We went to the New High today to get lost for a while, while Jackson had our open house. We went with Dr. Li and her family, Fred and Lisa. Lisa is a freshman at Walton now, and plays basketball, and is into HIP HOP MUSIC...I couldn't believe how much she has grown up since I last saw her like 2 years ago. Anyway, back to the story: I've always been a fan of Renzo Piano, and the addition at the High is really spectacular. In a way, I think choosing him for the addition is a bit of an irony...in so many ways his addition is a non-building that simply defers to the original and the life within the whole, as opposed to the 1982 building (the original) that I think is a monument to Richard Meier's ego. Not in any overt way, of course...but the simple matter of the High being one in a chain of nearly identical buildings Meier has produced in his career attests to the fact that HE thinks he's really on to something big. Piano, on the other hand, has been successful realizing that lots of different CONTEXTS--that he (little he) has given expression to--are the something big. Every project has been different, and all have drawn their inspiration from his own unique relationship to each project and understanding of each culture in which it unfolds.
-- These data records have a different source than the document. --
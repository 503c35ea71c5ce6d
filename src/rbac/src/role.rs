//! Role definition and role name validation

use serde::{Deserialize, Serialize};
use std::collections::BTreeSet;

/// Longest accepted role name, in bytes
pub const MAX_ROLE_NAME_LENGTH: usize = 256;

/// A named role with its direct parents and directly attached permissions
///
/// Inherited permissions are not stored here; they are resolved through the
/// parent links by [`RoleGraph`](crate::graph::RoleGraph).
#[derive(Debug, Clone, PartialEq, Eq, Serialize, Deserialize)]
pub struct Role {
    name: String,

    /// Parent role names, in declaration order
    #[serde(default)]
    parents: Vec<String>,

    /// Permissions attached directly to this role
    #[serde(default)]
    permissions: BTreeSet<String>,
}

impl Role {
    pub(crate) fn new(name: impl Into<String>) -> Self {
        Self {
            name: name.into(),
            parents: Vec::new(),
            permissions: BTreeSet::new(),
        }
    }

    /// Role name
    pub fn name(&self) -> &str {
        &self.name
    }

    /// Direct parent role names
    pub fn parents(&self) -> &[String] {
        &self.parents
    }

    /// Permissions attached directly to this role
    pub fn permissions(&self) -> impl Iterator<Item = &str> {
        self.permissions.iter().map(String::as_str)
    }

    /// Whether `permission` is attached directly (ignores inheritance)
    pub fn has_direct_permission(&self, permission: &str) -> bool {
        self.permissions.contains(permission)
    }

    pub(crate) fn set_parents(&mut self, parents: Vec<String>) {
        self.parents = parents;
    }

    pub(crate) fn add_permission(&mut self, permission: String) {
        self.permissions.insert(permission);
    }
}

/// Check that `name` can be used as a role identity
///
/// Names must be non-empty, at most [`MAX_ROLE_NAME_LENGTH`] bytes, and free of
/// whitespace and control characters.
pub fn is_valid_role_name(name: &str) -> bool {
    !name.is_empty()
        && name.len() <= MAX_ROLE_NAME_LENGTH
        && !name.chars().any(|c| c.is_whitespace() || c.is_control())
}

#[cfg(test)]
mod tests {
    use super::*;

    #[test]
    fn test_role_name_validation() {
        assert!(is_valid_role_name("administrator"));
        assert!(is_valid_role_name("team:editor"));
        assert!(is_valid_role_name("admin.settings-v2"));

        assert!(!is_valid_role_name(""));
        assert!(!is_valid_role_name("content editor"));
        assert!(!is_valid_role_name("editor\n"));
        assert!(!is_valid_role_name(&"r".repeat(MAX_ROLE_NAME_LENGTH + 1)));
        assert!(is_valid_role_name(&"r".repeat(MAX_ROLE_NAME_LENGTH)));
    }

    #[test]
    fn test_direct_permissions() {
        let mut role = Role::new("editor");
        role.add_permission("admin.publish".to_string());
        role.add_permission("admin.publish".to_string());

        assert!(role.has_direct_permission("admin.publish"));
        assert!(!role.has_direct_permission("admin.settings"));
        assert_eq!(role.permissions().count(), 1);
        assert!(role.parents().is_empty());
    }
}
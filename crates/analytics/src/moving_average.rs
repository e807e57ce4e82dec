use crate::error::AnalyticsError;
use core_types::{DerivedSeries, PricePoint, SeriesKind};
use ta::Next;
use ta::indicators::SimpleMovingAverage as Sma;

/// Simple moving average of close over `period` consecutive points.
///
/// The first `period - 1` points have no full window and are omitted.
pub fn moving_average(
    symbol: &str,
    points: &[PricePoint],
    period: usize,
) -> Result<DerivedSeries, AnalyticsError> {
    let mut sma = Sma::new(period).map_err(|e| {
        AnalyticsError::InvalidWindow(format!("moving average period {}: {:?}", period, e))
    })?;
    let mut out = DerivedSeries::new(SeriesKind::MovingAverage { period });

    for (seen, point) in points.iter().enumerate() {
        // `ta` averages whatever it has seen so far; only full windows are kept.
        let value = sma.next(point.close);
        if seen + 1 >= period {
            out.push(point.date, symbol, value);
        }
    }

    Ok(out)
}
use crate::PriceSource;
use crate::error::FeedError;
use async_trait::async_trait;
use core_types::PriceSeries;
use std::collections::HashMap;
use std::path::PathBuf;

/// Serves preloaded series, e.g. for tests or when prices are embedded.
#[derive(Debug, Clone, Default)]
pub struct MemorySource {
    series: HashMap<String, PriceSeries>,
}

impl MemorySource {
    pub fn new() -> Self {
        Self::default()
    }

    pub fn with_series(mut self, series: PriceSeries) -> Self {
        self.series.insert(series.symbol().to_string(), series);
        self
    }
}

#[async_trait]
impl PriceSource for MemorySource {
    async fn fetch_daily(&self, symbol: &str) -> Result<PriceSeries, FeedError> {
        self.series
            .get(symbol)
            .cloned()
            .ok_or_else(|| FeedError::NotFound {
                symbol: symbol.to_string(),
                path: PathBuf::from("<memory>"),
            })
    }
}
use analytics::{
    AnalysisRequest, AnalyticsEngine, AnalyticsError, DEFAULT_WINDOW, growth_index,
    reinvestment_index, rolling_volatility,
};
use chrono::{Duration, NaiveDate};
use core_types::{DateRange, PricePoint, PriceSeries, PriceTable};

fn day(offset: i64) -> NaiveDate {
    NaiveDate::from_ymd_opt(2024, 1, 1).unwrap() + Duration::days(offset)
}

fn table_of(symbol: &str, closes: &[f64]) -> PriceTable {
    let series = PriceSeries::from_closes(
        symbol,
        closes.iter().enumerate().map(|(i, c)| (day(i as i64), *c)),
    )
    .unwrap();
    let mut table = PriceTable::new();
    table.insert(series).unwrap();
    table
}

#[test]
fn thirty_up_days_give_one_volatility_point() {
    // 31 closes: 100, 101, ..., 130, i.e. 30 consecutive +1 moves.
    let closes: Vec<f64> = (0..=30).map(|i| 100.0 + i as f64).collect();
    let table = table_of("X", &closes);

    let out = rolling_volatility(&table, &["X"], &DateRange::unbounded(), DEFAULT_WINDOW).unwrap();
    assert_eq!(out.len(), 1);
    assert_eq!(out.points[0].date, day(30));

    let returns: Vec<f64> = (0..30).map(|i| 1.0 / (100.0 + i as f64)).collect();
    let mean = returns.iter().sum::<f64>() / 30.0;
    let variance = returns.iter().map(|r| (r - mean) * (r - mean)).sum::<f64>() / 29.0;
    let expected = variance.sqrt() * 252f64.sqrt();

    assert!((out.points[0].value - expected).abs() < 1e-12);
}

#[test]
fn thirty_closes_are_not_enough_for_a_thirty_day_window() {
    let closes: Vec<f64> = (0..30).map(|i| 100.0 + i as f64).collect();
    let out = rolling_volatility(&table_of("X", &closes), &["X"], &DateRange::unbounded(), 30)
        .unwrap();
    assert!(out.is_empty());
}

#[test]
fn two_symbols_normalize_independently() {
    let table = PriceTable::from_points(vec![
        PricePoint::new("AAPL", day(0), 150.0),
        PricePoint::new("AAPL", day(1), 160.0),
        PricePoint::new("MSFT", day(0), 300.0),
        PricePoint::new("MSFT", day(1), 270.0),
    ])
    .unwrap();

    let out = growth_index(&table, &["AAPL", "MSFT"]).unwrap();
    let aapl = out.values_for("AAPL");
    let msft = out.values_for("MSFT");

    assert_eq!(aapl.len(), 2);
    assert_eq!(aapl[0], 100.0);
    assert!((aapl[1] - 106.667).abs() < 1e-3);
    assert_eq!(msft[0], 100.0);
    assert!((msft[1] - 90.0).abs() < 1e-9);
}

#[test]
fn reinvestment_from_second_date() {
    let table = table_of("X", &[100.0, 110.0, 121.0]);
    let out = reinvestment_index(&table, &["X"], &DateRange::new(Some(day(1)), None)).unwrap();

    let values = out.values_for("X");
    assert_eq!(values.len(), 2);
    assert_eq!(values[0], 100.0);
    assert!((values[1] - 110.0).abs() < 1e-9);
}

#[test]
fn absent_symbol_is_reported_by_every_transform() {
    let table = table_of("AAPL", &[1.0, 2.0, 3.0]);
    let unknown = AnalyticsError::UnknownSymbol("ZZZ".to_string());

    assert_eq!(growth_index(&table, &["ZZZ"]).unwrap_err(), unknown);
    assert_eq!(
        reinvestment_index(&table, &["ZZZ"], &DateRange::unbounded()).unwrap_err(),
        unknown
    );
    assert_eq!(
        rolling_volatility(&table, &["ZZZ"], &DateRange::unbounded(), 2).unwrap_err(),
        unknown
    );

    let engine = AnalyticsEngine::default();
    let request = AnalysisRequest::new(vec!["ZZZ".to_string()]);
    assert_eq!(engine.growth(&table, &request).unwrap_err(), unknown);
}

#[test]
fn transforms_share_a_table_across_threads() {
    let closes: Vec<f64> = (0..200).map(|i| 50.0 + (i as f64 * 0.37).sin() * 5.0).collect();
    let table = table_of("X", &closes);
    let engine = AnalyticsEngine::default();

    std::thread::scope(|s| {
        let growth = s.spawn(|| growth_index(&table, &["X"]).unwrap());
        let vol = s.spawn(|| {
            let request = AnalysisRequest::new(vec![])
                .with_range(DateRange::unbounded())
                .with_window(20);
            engine.volatility(&table, &request, day(199)).unwrap()
        });
        assert_eq!(growth.join().unwrap().len(), 200);
        assert_eq!(vol.join().unwrap().len(), 180);
    });
}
Besides the spectacular beauty, simplicity and plastic ease of the eggcrate-like 1000 "light scoops" that illuminate the top floors, the nicest part i think is the expressed joy of the machine aesthetic. It is all honed, polished, and erector-setted in such a pleasing and efficient way. And the stairs are totally unpretentious minimal expressions of beauty...in simple cheap materials, like concrete and painted, exquisitely-detailed shiprail. And the current exhibition on Piano's Office is really cool...full of beautiful models, drawings, slides and ephemera all arranged in a way that suggest the viewer is in his studio, free to rummage through all his toys, books, slides, drawings, etc. Ok, enough gushing about the High. Y'all go see it! Oh, and by the way, one thing I do like BETTER about Meier's original is the sqeaky floors. The new buildings have wood floors also, but in this age of engineered wood, they are completely silent. A minus, I feel.